I’m grateful for the love of those I lost way too soon. It is one thing to lose a father when he is ninety, but another entirely when you lose your closest friends decades before they should have even retired. But today I am deeply grateful for how close we were no matter how fleeting the time. The love of those like Bobbie and Dave and Debbie and Trish and Cole and Joe and Lianne and Eddie—beautiful Eddie—and more (and more). My God how we laughed and sang and lived, truly lived as fully as we could for as long as we could. Today is not for mourning their absence but for appreciating their presence.

I’m grateful for those I know now, dance with now, like Letty and our long walks, Rick and our endless texts and deep discussions, Sean-my brother from a different mother, my brother who has tolerated me for my entire life, luckily with a sense of humor, and my sister who understands—really understands. For the complete sense of peace and absolute sense of self that engulfs me when I spend time with someone I hadn’t seen in two decades. For catching up. For that sense of “What decades?”

For that English teacher in an elevator in Norfolk who asked if I was who I am and then told me she was my student twenty-years earlier and I was the reason she wanted to teach English.

For the long ago and brief time when music dictated my days and people showed up.
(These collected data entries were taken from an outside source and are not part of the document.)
use std::borrow::Cow;
use std::fmt;

use indexmap::IndexMap;
use serde::{Deserialize, Serialize};

use crate::errors::RenderError;

/// Insertion-ordered mapping used for parameter sets and mapping values.
pub type Map = IndexMap<String, Value>;

/// Every shape a parameter (or anything computed from one) may take.
///
/// Integers and floats are kept apart so that `3` and `3.0` render
/// differently. Values deserialize untagged, so a YAML or JSON document maps
/// directly onto this type.
#[derive(Debug, Clone, PartialEq, Default, Serialize, Deserialize)]
#[serde(untagged)]
pub enum Value {
    #[default]
    Null,
    Bool(bool),
    Int(i64),
    Float(f64),
    String(String),
    Seq(Vec<Value>),
    Map(Map),
}

impl Value {
    /// Short name of the variant, used in error messages.
    pub fn kind(&self) -> &'static str {
        match self {
            Value::Null => "none",
            Value::Bool(_) => "bool",
            Value::Int(_) => "int",
            Value::Float(_) => "float",
            Value::String(_) => "string",
            Value::Seq(_) => "sequence",
            Value::Map(_) => "mapping",
        }
    }

    /// Null, `false`, zero and empty containers are falsy; everything else is truthy.
    pub fn is_truthy(&self) -> bool {
        match self {
            Value::Null => false,
            Value::Bool(b) => *b,
            Value::Int(i) => *i != 0,
            Value::Float(f) => *f != 0.0,
            Value::String(s) => !s.is_empty(),
            Value::Seq(items) => !items.is_empty(),
            Value::Map(map) => !map.is_empty(),
        }
    }

    pub fn is_number(&self) -> bool {
        matches!(self, Value::Int(_) | Value::Float(_))
    }

    pub fn as_f64(&self) -> Option<f64> {
        match self {
            Value::Int(i) => Some(*i as f64),
            Value::Float(f) => Some(*f),
            _ => None,
        }
    }

    pub fn as_str(&self) -> Option<&str> {
        match self {
            Value::String(s) => Some(s),
            _ => None,
        }
    }

    /// Canonical text of a scalar as it appears in rendered output.
    ///
    /// Sequences and mappings have no direct text form and fail with a
    /// `TypeError`.
    pub fn to_output(&self) -> Result<Cow<'_, str>, RenderError> {
        match self {
            Value::String(s) => Ok(Cow::Borrowed(s)),
            Value::Null => Ok(Cow::Borrowed("None")),
            Value::Bool(true) => Ok(Cow::Borrowed("True")),
            Value::Bool(false) => Ok(Cow::Borrowed("False")),
            Value::Int(i) => Ok(Cow::Owned(i.to_string())),
            Value::Float(f) => Ok(Cow::Owned(format_float(*f))),
            Value::Seq(_) | Value::Map(_) => {
                Err(RenderError::type_error("output", self.kind()))
            }
        }
    }

    /// Number with comma-separated groups of three integer digits.
    pub fn format_thousands(&self) -> Result<String, RenderError> {
        match self {
            Value::Int(i) => {
                let digits = group_thousands(&i.unsigned_abs().to_string());
                Ok(if *i < 0 { format!("-{digits}") } else { digits })
            }
            Value::Float(f) if !f.is_finite() => Ok(format_float(*f)),
            Value::Float(f) => {
                let text = format_float(f.abs());
                let (int_part, frac_part) = match text.split_once('.') {
                    Some((int_part, frac_part)) => (int_part, Some(frac_part)),
                    None => (text.as_str(), None),
                };
                let mut out = String::new();
                if f.is_sign_negative() && *f != 0.0 {
                    out.push('-');
                }
                out.push_str(&group_thousands(int_part));
                if let Some(frac_part) = frac_part {
                    out.push('.');
                    out.push_str(frac_part);
                }
                Ok(out)
            }
            other => Err(RenderError::type_error("thousands formatting", other.kind())),
        }
    }
}

/// Shortest round-trip decimal form; integral floats keep a trailing `.0`.
pub(crate) fn format_float(f: f64) -> String {
    if f.is_nan() {
        "nan".to_string()
    } else if f.is_infinite() {
        let text = if f > 0.0 { "inf" } else { "-inf" };
        text.to_string()
    } else if f.fract() == 0.0 {
        // `Display` never uses exponent form, so integral values have no `.`.
        format!("{f}.0")
    } else {
        f.to_string()
    }
}

fn group_thousands(digits: &str) -> String {
    let len = digits.len();
    let mut out = String::with_capacity(len + len / 3);
    for (i, ch) in digits.chars().enumerate() {
        if i > 0 && (len - i) % 3 == 0 {
            out.push(',');
        }
        out.push(ch);
    }
    out
}

/// Used by the CLI listing; containers are shown as JSON.
impl fmt::Display for Value {
    fn fmt(&self, f: &mut fmt::Formatter<'_>) -> fmt::Result {
        match self {
            Value::Seq(_) | Value::Map(_) => {
                let json = serde_json::to_string(self).map_err(|_| fmt::Error)?;
                f.write_str(&json)
            }
            scalar => match scalar.to_output() {
                Ok(text) => f.write_str(&text),
                Err(_) => Err(fmt::Error),
            },
        }
    }
}

impl From<bool> for Value {
    fn from(b: bool) -> Self {
        Value::Bool(b)
    }
}

impl From<i64> for Value {
    fn from(i: i64) -> Self {
        Value::Int(i)
    }
}

impl From<i32> for Value {
    fn from(i: i32) -> Self {
        Value::Int(i64::from(i))
    }
}

impl From<usize> for Value {
    fn from(n: usize) -> Self {
        i64::try_from(n).map_or(Value::Float(n as f64), Value::Int)
    }
}

impl From<f64> for Value {
    fn from(f: f64) -> Self {
        Value::Float(f)
    }
}

impl From<&str> for Value {
    fn from(s: &str) -> Self {
        Value::String(s.to_string())
    }
}

impl From<String> for Value {
    fn from(s: String) -> Self {
        Value::String(s)
    }
}

impl<T: Into<Value>> From<Vec<T>> for Value {
    fn from(items: Vec<T>) -> Self {
        Value::Seq(items.into_iter().map(Into::into).collect())
    }
}

impl From<Map> for Value {
    fn from(map: Map) -> Self {
        Value::Map(map)
    }
}

impl From<serde_json::Value> for Value {
    fn from(json: serde_json::Value) -> Self {
        match json {
            serde_json::Value::Null => Value::Null,
            serde_json::Value::Bool(b) => Value::Bool(b),
            serde_json::Value::Number(n) => match n.as_i64() {
                Some(i) => Value::Int(i),
                None => Value::Float(n.as_f64().unwrap_or(f64::NAN)),
            },
            serde_json::Value::String(s) => Value::String(s),
            serde_json::Value::Array(items) => {
                Value::Seq(items.into_iter().map(Value::from).collect())
            }
            serde_json::Value::Object(map) => Value::Map(
                map.into_iter()
                    .map(|(k, v)| (k, Value::from(v)))
                    .collect(),
            ),
        }
    }
}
For the 12-string guitar on the other side of the room that keeps creeping closer to my desk (like I don’t notice). For Tim and the Jewish Mother Sessions that taught me the art of brevity and the gift of laughter.
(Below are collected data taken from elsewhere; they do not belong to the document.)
use tracing::trace;

use crate::ast::{ForLoop, IfChain, LoopTarget, Node};
use crate::context::{Context, Scope};
use crate::errors::RenderError;
use crate::expression::eval;
use crate::value::{Map, Value};

/// Reserved name under which loop metadata is visible inside a `for` body.
pub const LOOP_VAR: &str = "loop";

/// Per-iteration metadata exposed as `loop.*`.
#[derive(Debug, Clone, Copy, PartialEq, Eq)]
pub struct LoopState {
    pub index0: usize,
    pub length: usize,
}

impl LoopState {
    pub fn index(&self) -> usize {
        self.index0 + 1
    }

    pub fn first(&self) -> bool {
        self.index0 == 0
    }

    pub fn last(&self) -> bool {
        self.index0 + 1 == self.length
    }

    fn to_value(self) -> Value {
        let mut map = Map::new();
        map.insert("index".into(), Value::from(self.index()));
        map.insert("index0".into(), Value::from(self.index0));
        map.insert("first".into(), Value::Bool(self.first()));
        map.insert("last".into(), Value::Bool(self.last()));
        map.insert("length".into(), Value::from(self.length));
        map.insert("revindex".into(), Value::from(self.length - self.index0));
        map.insert("revindex0".into(), Value::from(self.length - self.index()));
        Value::Map(map)
    }
}

/// Walk `nodes` against `context`. Output is only returned when every node
/// rendered successfully.
pub(crate) fn render_nodes(nodes: &[Node], context: &Context) -> Result<String, RenderError> {
    let mut renderer = Renderer {
        scope: Scope::new(context),
        out: String::new(),
    };
    renderer.render_block(nodes)?;
    Ok(renderer.out)
}

struct Renderer<'ctx> {
    scope: Scope<'ctx>,
    out: String,
}

impl Renderer<'_> {
    fn render_block(&mut self, nodes: &[Node]) -> Result<(), RenderError> {
        for node in nodes {
            match node {
                Node::Text(text) => self.out.push_str(text),
                Node::Output(expr) => {
                    let value = eval(expr, &self.scope)?;
                    self.out.push_str(&value.to_output()?);
                }
                Node::For(for_loop) => self.render_for(for_loop)?,
                Node::If(chain) => self.render_if(chain)?,
            }
        }
        Ok(())
    }

    fn render_for(&mut self, for_loop: &ForLoop) -> Result<(), RenderError> {
        let items = match eval(&for_loop.iterable, &self.scope)? {
            Value::Seq(items) => items,
            // Iterating a mapping directly yields its keys.
            Value::Map(map) => map.into_keys().map(Value::String).collect(),
            other => return Err(RenderError::type_error("iteration", other.kind())),
        };
        trace!(items = items.len(), depth = self.scope.depth(), "entering for loop");

        if items.is_empty() {
            if let Some(empty_body) = &for_loop.empty_body {
                self.render_block(empty_body)?;
            }
            return Ok(());
        }

        let length = items.len();
        for (index0, item) in items.into_iter().enumerate() {
            let mut frame = Map::new();
            bind_target(&for_loop.target, item, &mut frame)?;
            frame.insert(LOOP_VAR.to_string(), LoopState { index0, length }.to_value());
            self.scope.push(frame);
            let result = self.render_block(&for_loop.body);
            self.scope.pop();
            result?;
        }
        Ok(())
    }

    fn render_if(&mut self, chain: &IfChain) -> Result<(), RenderError> {
        for (condition, body) in &chain.branches {
            if eval(condition, &self.scope)?.is_truthy() {
                return self.render_block(body);
            }
        }
        match &chain.else_body {
            Some(else_body) => self.render_block(else_body),
            None => Ok(()),
        }
    }
}

fn bind_target(target: &LoopTarget, item: Value, frame: &mut Map) -> Result<(), RenderError> {
    match target {
        LoopTarget::Single(name) => {
            frame.insert(name.clone(), item);
        }
        LoopTarget::Unpack(names) => {
            let parts = match item {
                Value::Seq(parts) if parts.len() == names.len() => parts,
                Value::Seq(parts) => {
                    return Err(RenderError::type_error(
                        format!("unpacking into {} names", names.len()),
                        format!("sequence of length {}", parts.len()),
                    ));
                }
                other => {
                    return Err(RenderError::type_error(
                        format!("unpacking into {} names", names.len()),
                        other.kind(),
                    ));
                }
            };
            for (name, part) in names.iter().zip(parts) {
                frame.insert(name.clone(), part);
            }
        }
    }
    Ok(())
}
For Cabernet Sauvignon. For Baileys. For cold water and the taste of saltwater on my lips even when I’m in the mountains hiking through snow.  

For that time Tom and I hiked to the top of the mountains outside Tucson to watch the sunrise. And when my friend in Mexico, Diego, stopped me on some dirty street corner in a small village. For those Friday nights in the late seventies at Sondra’s in Virginia Beach with Jonmark. For Mike and that outrageous hike in the Blue Ridge. For roasted lamb in Spain, duck in Prague, blinis in Russia, cod in Norway caught by Magnus, for pizza, for hard rolls with butter from Stanley’s in East Islip, pancakes with Jack, oysters with Michael, beer with Rick, rum with Sean, Mocha Frappuccino’s with Mom, for summer days on the beach at 77th Street with every single one of my friends, for that rust color that comes and disappears from the trees out front, for that rainbow on my walk from Tullycross to Renvlye. For moose on frozen lakes and cows that drive to work.

My dad’s deep laugh. My mom’s deep breathe after laughing, and how she never minded us tying her up or locking her out on the roof. For those quiet afternoons when I’d be alone and I’d call Dad’s 800 number and he always, always answered and had time to talk.

For Dire Straits’ “Why Worry” when I was doing just that on a balcony in Dakar, and for Neil Young’s “Thrasher” a week later on the back of a charrete three hundred miles east, and for Van Morrison’s “Into the Mystic” spontaneously sneaking from some radio two thousand miles south.

For Richard for teaching me empathy.

For Michael for teaching me kindness.

For all those who accepted me for who I am with more flaws and shortcomings than deserves a second chance, let alone a third or fourth of fifth.

For those who each day let me know I am going to be okay.

For those times I trusted my instinct. For those times I listened to others. For those times I said what I felt instead of keeping it in. For those times I walked away. For those times I stood my ground.

I am grateful for whatever trick of fate finds me warm here at Aerie instead of hungry in Ethiopia, clothed and clean instead of homeless in some third world camp.

For the railway. For the Camino.

Today my mother and I laughed a lot, and she taught me to be grateful for anyone who helps—like doctors and nurses and community workers—and for anyone who needs help, grateful I can spare the change, grateful I can do what I can.

I’m grateful tonight for not quitting.

I’m grateful for whatever’s next.

I’m grateful for the passing of time.